== Task to carry out ==
Using the material that follows, identify and copy each line with the string "impl".

== Data for this exercise ==
++++

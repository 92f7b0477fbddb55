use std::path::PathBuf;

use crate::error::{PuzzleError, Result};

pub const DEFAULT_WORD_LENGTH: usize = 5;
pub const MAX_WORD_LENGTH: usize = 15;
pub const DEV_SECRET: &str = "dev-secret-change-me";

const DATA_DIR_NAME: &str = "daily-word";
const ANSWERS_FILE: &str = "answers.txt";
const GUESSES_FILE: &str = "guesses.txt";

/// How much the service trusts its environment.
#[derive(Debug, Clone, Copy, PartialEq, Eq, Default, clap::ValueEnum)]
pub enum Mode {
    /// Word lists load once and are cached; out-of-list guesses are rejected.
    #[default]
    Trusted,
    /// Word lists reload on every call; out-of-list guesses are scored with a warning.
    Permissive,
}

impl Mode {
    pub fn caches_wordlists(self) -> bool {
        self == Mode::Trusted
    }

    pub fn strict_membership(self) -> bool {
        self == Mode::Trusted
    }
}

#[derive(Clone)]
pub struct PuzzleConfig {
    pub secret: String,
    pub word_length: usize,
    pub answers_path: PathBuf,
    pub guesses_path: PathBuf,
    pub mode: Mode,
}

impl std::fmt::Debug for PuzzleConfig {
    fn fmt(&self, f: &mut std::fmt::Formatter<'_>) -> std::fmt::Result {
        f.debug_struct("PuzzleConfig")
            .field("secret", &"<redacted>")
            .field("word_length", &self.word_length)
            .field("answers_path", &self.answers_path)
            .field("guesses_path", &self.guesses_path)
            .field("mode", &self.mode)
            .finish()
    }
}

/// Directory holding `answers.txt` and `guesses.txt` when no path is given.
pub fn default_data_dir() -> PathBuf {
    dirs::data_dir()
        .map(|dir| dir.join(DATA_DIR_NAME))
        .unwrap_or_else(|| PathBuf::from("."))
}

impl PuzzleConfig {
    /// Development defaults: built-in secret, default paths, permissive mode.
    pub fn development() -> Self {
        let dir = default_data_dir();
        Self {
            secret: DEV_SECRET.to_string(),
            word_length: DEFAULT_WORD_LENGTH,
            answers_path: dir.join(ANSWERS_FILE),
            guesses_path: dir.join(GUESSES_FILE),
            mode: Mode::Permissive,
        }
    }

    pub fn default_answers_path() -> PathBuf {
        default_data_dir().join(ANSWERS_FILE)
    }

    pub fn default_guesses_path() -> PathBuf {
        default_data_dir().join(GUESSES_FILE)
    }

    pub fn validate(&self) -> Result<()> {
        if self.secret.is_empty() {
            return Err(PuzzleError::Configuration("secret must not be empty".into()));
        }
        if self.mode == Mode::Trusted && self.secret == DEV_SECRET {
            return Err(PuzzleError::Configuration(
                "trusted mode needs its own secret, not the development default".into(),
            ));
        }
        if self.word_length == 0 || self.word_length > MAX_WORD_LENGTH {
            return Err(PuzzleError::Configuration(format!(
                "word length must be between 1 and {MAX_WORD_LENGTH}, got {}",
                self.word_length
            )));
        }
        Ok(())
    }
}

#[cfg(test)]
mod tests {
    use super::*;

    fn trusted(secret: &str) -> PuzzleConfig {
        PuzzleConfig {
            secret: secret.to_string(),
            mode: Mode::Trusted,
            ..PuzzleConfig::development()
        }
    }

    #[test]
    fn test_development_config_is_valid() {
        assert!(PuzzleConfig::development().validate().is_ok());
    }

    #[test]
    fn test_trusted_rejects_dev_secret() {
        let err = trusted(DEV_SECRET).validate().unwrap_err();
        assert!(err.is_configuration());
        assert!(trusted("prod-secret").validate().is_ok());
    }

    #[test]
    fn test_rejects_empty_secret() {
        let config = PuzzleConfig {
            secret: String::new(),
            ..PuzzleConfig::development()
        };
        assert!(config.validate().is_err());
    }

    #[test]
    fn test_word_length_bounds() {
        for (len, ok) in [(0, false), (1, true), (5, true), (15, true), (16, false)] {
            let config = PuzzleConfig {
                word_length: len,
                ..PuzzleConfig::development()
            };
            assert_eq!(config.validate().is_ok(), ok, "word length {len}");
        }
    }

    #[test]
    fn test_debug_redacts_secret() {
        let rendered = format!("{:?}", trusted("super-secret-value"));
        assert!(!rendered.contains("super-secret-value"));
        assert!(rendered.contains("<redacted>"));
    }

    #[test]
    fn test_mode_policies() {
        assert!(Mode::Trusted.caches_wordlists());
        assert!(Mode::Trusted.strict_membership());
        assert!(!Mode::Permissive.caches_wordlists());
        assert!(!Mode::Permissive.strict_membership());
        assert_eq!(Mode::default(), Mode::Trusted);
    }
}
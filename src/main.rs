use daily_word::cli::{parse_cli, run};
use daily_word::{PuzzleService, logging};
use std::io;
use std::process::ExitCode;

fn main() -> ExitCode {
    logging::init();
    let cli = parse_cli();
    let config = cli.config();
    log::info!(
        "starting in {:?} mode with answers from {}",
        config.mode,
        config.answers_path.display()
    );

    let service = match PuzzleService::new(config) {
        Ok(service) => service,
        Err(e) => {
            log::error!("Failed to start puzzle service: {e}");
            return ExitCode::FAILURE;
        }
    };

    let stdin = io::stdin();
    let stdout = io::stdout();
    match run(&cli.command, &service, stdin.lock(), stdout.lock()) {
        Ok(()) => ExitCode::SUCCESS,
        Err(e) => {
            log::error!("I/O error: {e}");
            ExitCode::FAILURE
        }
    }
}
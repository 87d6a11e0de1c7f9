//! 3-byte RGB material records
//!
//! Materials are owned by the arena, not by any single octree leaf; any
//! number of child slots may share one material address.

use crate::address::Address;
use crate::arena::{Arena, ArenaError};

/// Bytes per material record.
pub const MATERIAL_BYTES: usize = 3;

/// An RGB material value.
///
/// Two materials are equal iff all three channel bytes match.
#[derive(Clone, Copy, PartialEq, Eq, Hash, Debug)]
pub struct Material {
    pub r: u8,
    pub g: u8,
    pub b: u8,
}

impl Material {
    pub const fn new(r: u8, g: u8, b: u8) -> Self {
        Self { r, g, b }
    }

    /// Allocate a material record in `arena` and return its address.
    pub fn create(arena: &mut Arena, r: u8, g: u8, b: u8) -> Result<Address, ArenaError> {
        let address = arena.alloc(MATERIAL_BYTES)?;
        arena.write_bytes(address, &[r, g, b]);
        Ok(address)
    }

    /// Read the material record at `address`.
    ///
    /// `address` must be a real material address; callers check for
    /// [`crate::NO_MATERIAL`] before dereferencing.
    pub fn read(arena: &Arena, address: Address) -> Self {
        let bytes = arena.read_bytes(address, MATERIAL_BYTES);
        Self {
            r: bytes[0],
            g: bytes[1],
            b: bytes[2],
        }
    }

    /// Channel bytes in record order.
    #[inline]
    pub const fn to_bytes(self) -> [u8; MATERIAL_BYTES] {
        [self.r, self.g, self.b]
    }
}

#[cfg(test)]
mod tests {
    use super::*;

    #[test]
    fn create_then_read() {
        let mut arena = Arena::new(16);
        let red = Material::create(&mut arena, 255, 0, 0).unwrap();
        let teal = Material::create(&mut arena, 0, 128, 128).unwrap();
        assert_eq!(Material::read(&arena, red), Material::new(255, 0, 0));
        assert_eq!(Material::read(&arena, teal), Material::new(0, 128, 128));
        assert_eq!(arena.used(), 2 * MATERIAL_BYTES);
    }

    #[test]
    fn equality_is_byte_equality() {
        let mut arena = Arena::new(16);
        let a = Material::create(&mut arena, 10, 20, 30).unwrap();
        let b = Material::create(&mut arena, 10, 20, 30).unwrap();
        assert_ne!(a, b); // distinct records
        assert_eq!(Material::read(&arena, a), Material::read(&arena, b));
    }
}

++++

== Answer below ==
impl Mode {
impl std::fmt::Debug for PuzzleConfig {
impl PuzzleConfig {
impl Material {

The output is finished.